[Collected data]
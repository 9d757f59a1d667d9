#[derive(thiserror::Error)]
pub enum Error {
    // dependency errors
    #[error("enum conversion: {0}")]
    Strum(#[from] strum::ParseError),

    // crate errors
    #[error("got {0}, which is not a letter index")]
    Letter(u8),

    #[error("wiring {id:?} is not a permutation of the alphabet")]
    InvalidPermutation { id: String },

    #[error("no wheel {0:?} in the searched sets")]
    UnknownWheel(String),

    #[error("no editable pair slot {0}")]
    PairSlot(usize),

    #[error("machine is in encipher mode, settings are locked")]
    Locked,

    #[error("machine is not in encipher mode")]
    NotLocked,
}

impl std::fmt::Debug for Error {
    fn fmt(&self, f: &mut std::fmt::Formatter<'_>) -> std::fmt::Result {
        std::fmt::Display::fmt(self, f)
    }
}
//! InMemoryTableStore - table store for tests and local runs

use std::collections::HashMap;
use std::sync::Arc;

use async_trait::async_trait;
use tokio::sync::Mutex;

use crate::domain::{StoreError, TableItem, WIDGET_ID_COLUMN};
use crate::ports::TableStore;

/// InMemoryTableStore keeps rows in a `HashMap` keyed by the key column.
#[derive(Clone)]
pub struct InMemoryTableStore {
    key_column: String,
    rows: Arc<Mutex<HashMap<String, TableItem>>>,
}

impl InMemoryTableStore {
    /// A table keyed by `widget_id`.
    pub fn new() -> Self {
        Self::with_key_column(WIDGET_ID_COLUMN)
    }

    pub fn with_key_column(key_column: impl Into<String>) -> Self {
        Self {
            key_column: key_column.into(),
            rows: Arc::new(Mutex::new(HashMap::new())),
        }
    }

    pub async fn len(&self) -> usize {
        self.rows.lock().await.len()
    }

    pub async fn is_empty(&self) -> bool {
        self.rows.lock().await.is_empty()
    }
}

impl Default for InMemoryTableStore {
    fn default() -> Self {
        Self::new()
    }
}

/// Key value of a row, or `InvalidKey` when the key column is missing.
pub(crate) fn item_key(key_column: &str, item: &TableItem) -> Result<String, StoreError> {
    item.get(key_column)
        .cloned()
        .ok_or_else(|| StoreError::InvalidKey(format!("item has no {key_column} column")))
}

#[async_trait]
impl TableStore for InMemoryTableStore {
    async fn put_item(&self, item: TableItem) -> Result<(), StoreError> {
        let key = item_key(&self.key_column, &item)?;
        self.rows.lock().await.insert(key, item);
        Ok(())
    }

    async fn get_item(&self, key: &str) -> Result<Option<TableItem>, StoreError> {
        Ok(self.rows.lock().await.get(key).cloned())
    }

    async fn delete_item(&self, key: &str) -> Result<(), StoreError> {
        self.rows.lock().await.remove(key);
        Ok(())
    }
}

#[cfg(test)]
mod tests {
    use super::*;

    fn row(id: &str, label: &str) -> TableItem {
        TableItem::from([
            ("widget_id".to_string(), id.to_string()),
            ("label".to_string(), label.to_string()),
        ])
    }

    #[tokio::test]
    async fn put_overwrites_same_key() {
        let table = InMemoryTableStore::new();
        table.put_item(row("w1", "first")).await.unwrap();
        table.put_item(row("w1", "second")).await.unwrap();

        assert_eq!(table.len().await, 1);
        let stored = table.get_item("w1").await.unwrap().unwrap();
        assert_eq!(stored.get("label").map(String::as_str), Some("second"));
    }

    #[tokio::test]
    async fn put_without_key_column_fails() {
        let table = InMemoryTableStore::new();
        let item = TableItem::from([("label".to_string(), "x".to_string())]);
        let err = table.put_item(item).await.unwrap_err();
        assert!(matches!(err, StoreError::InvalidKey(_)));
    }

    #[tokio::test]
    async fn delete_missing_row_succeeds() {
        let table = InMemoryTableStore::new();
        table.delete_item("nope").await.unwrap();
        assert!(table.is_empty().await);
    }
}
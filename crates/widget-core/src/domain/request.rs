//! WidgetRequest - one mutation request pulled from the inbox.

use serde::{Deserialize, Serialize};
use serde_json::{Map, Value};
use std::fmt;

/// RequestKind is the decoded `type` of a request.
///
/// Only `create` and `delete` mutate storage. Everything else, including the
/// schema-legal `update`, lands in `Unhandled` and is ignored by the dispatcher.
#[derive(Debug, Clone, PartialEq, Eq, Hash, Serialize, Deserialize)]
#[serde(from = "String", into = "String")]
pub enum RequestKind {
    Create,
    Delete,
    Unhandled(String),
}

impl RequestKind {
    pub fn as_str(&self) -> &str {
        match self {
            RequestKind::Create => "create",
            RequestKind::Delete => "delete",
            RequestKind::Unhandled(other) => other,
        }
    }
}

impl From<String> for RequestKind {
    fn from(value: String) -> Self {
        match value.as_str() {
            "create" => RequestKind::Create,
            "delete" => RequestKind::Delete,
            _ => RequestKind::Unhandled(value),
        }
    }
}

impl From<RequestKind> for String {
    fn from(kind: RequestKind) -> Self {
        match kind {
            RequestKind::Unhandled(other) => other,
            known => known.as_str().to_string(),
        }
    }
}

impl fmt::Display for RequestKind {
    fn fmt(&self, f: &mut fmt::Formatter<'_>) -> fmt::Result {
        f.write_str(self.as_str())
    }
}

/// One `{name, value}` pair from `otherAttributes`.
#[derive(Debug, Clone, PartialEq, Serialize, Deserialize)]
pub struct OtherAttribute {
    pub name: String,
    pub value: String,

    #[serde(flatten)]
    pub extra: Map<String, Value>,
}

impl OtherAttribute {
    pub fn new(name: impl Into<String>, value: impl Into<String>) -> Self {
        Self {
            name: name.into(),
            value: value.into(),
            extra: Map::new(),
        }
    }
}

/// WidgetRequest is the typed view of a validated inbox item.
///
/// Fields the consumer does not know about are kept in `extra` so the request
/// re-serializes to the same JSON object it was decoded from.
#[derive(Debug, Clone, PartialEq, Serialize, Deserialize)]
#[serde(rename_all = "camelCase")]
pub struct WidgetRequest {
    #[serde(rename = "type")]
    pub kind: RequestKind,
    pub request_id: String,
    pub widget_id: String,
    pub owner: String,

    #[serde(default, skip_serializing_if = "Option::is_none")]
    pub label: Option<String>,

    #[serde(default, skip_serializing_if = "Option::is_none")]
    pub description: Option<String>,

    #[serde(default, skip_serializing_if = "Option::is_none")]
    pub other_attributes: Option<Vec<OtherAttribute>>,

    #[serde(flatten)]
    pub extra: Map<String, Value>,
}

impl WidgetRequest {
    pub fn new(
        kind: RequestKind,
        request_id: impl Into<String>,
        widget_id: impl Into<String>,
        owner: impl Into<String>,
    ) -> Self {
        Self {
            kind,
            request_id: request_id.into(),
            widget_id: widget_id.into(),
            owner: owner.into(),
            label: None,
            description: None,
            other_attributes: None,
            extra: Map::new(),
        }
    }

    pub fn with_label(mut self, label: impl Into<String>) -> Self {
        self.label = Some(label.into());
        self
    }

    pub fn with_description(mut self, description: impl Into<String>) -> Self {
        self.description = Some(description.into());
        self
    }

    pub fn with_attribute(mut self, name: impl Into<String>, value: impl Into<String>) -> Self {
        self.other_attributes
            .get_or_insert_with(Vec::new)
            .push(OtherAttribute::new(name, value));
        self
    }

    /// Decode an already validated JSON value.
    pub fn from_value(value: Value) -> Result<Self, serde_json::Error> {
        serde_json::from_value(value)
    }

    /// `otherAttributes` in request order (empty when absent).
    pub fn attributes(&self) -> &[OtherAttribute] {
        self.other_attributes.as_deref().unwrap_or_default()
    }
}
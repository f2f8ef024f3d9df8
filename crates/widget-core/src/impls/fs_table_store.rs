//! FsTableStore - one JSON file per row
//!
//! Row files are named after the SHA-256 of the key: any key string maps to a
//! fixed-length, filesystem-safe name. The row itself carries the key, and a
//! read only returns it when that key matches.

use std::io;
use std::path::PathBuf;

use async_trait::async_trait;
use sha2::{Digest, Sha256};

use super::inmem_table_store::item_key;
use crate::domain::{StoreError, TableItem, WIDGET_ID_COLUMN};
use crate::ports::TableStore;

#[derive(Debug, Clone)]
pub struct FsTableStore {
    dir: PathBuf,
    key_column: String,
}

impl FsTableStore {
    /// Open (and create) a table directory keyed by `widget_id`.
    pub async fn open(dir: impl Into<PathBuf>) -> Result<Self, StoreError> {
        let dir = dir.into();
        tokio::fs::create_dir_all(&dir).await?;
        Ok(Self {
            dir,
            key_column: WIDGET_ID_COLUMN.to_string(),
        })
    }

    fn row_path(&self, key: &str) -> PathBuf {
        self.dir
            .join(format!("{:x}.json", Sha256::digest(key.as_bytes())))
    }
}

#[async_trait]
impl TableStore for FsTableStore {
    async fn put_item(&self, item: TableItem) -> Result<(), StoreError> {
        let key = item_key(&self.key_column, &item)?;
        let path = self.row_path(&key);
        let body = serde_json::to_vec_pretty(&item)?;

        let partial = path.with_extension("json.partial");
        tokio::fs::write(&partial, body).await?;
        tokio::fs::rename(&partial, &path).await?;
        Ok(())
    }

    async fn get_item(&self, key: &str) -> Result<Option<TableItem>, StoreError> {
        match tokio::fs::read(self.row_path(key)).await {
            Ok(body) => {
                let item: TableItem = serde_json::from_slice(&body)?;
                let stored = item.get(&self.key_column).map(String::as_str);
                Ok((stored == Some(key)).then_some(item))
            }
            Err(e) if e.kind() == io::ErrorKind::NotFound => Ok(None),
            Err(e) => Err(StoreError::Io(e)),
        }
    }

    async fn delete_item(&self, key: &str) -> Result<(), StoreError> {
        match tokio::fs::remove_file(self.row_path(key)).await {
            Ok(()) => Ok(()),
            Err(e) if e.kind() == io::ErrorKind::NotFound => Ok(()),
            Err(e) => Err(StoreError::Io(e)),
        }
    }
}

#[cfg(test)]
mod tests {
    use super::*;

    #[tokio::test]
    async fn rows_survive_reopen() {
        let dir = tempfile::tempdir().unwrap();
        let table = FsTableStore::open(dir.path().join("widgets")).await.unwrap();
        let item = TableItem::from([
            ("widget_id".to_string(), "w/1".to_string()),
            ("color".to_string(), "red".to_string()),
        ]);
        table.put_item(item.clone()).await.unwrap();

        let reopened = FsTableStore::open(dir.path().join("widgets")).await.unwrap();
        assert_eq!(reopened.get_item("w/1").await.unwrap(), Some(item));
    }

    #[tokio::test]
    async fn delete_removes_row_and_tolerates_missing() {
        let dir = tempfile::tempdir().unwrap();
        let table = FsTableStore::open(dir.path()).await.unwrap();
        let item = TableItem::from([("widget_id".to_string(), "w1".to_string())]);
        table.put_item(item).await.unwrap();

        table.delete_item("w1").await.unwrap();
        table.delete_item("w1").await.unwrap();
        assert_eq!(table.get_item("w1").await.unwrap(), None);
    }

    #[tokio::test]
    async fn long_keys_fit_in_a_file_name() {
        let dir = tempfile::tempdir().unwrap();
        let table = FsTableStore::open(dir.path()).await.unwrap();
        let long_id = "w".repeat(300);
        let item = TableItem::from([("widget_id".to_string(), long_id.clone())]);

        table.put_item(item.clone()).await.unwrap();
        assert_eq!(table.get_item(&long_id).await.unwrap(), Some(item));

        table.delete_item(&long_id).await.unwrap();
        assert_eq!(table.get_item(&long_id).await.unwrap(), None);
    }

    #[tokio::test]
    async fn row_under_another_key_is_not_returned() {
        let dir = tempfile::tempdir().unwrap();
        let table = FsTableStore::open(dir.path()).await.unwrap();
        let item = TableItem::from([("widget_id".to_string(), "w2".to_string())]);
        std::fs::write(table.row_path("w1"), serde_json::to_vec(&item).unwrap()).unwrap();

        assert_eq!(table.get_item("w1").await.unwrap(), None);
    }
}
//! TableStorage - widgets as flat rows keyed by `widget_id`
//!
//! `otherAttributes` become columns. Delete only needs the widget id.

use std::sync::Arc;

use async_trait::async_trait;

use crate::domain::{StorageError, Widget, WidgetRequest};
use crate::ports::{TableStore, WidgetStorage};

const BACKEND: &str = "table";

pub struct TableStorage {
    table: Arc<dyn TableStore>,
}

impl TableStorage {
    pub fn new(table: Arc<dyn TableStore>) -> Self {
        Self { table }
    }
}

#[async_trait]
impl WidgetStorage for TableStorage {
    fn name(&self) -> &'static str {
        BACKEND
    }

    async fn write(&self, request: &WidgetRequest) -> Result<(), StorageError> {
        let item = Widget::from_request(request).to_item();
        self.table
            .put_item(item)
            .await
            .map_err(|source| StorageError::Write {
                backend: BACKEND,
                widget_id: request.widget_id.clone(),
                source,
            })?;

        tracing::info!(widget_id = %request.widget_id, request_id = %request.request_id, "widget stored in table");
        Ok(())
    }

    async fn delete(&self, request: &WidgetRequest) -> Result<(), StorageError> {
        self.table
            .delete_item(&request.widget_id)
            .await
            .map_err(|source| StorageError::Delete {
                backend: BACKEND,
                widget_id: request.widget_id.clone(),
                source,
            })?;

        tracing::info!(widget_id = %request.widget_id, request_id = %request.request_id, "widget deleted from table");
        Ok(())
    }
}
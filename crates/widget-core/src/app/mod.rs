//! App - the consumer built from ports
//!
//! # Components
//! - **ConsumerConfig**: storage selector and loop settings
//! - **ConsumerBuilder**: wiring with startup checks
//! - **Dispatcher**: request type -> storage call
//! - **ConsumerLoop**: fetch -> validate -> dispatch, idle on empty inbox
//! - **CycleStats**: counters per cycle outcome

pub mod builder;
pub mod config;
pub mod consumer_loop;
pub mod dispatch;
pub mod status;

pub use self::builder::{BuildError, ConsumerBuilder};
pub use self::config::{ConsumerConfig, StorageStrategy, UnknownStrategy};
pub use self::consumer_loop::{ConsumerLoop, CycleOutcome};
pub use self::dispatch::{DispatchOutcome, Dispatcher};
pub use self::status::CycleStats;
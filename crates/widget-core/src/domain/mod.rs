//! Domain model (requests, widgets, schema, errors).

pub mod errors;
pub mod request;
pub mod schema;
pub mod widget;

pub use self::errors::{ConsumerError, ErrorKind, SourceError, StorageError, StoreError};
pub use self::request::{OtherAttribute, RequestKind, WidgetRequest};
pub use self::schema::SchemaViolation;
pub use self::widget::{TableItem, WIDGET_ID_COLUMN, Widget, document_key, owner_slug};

__Your instructions__. Above are the entries. Quote exactly the lines from the one bearing "built from ports" through the one bearing "pub use self::status::CycleStats;".

__Task answer__.
//! App - the consumer built from ports
//!
//! # Components
//! - **ConsumerConfig**: storage selector and loop settings
//! - **ConsumerBuilder**: wiring with startup checks
//! - **Dispatcher**: request type -> storage call
//! - **ConsumerLoop**: fetch -> validate -> dispatch, idle on empty inbox
//! - **CycleStats**: counters per cycle outcome

pub mod builder;
pub mod config;
pub mod consumer_loop;
pub mod dispatch;
pub mod status;

pub use self::builder::{BuildError, ConsumerBuilder};
pub use self::config::{ConsumerConfig, StorageStrategy, UnknownStrategy};
pub use self::consumer_loop::{ConsumerLoop, CycleOutcome};
pub use self::dispatch::{DispatchOutcome, Dispatcher};
pub use self::status::CycleStats;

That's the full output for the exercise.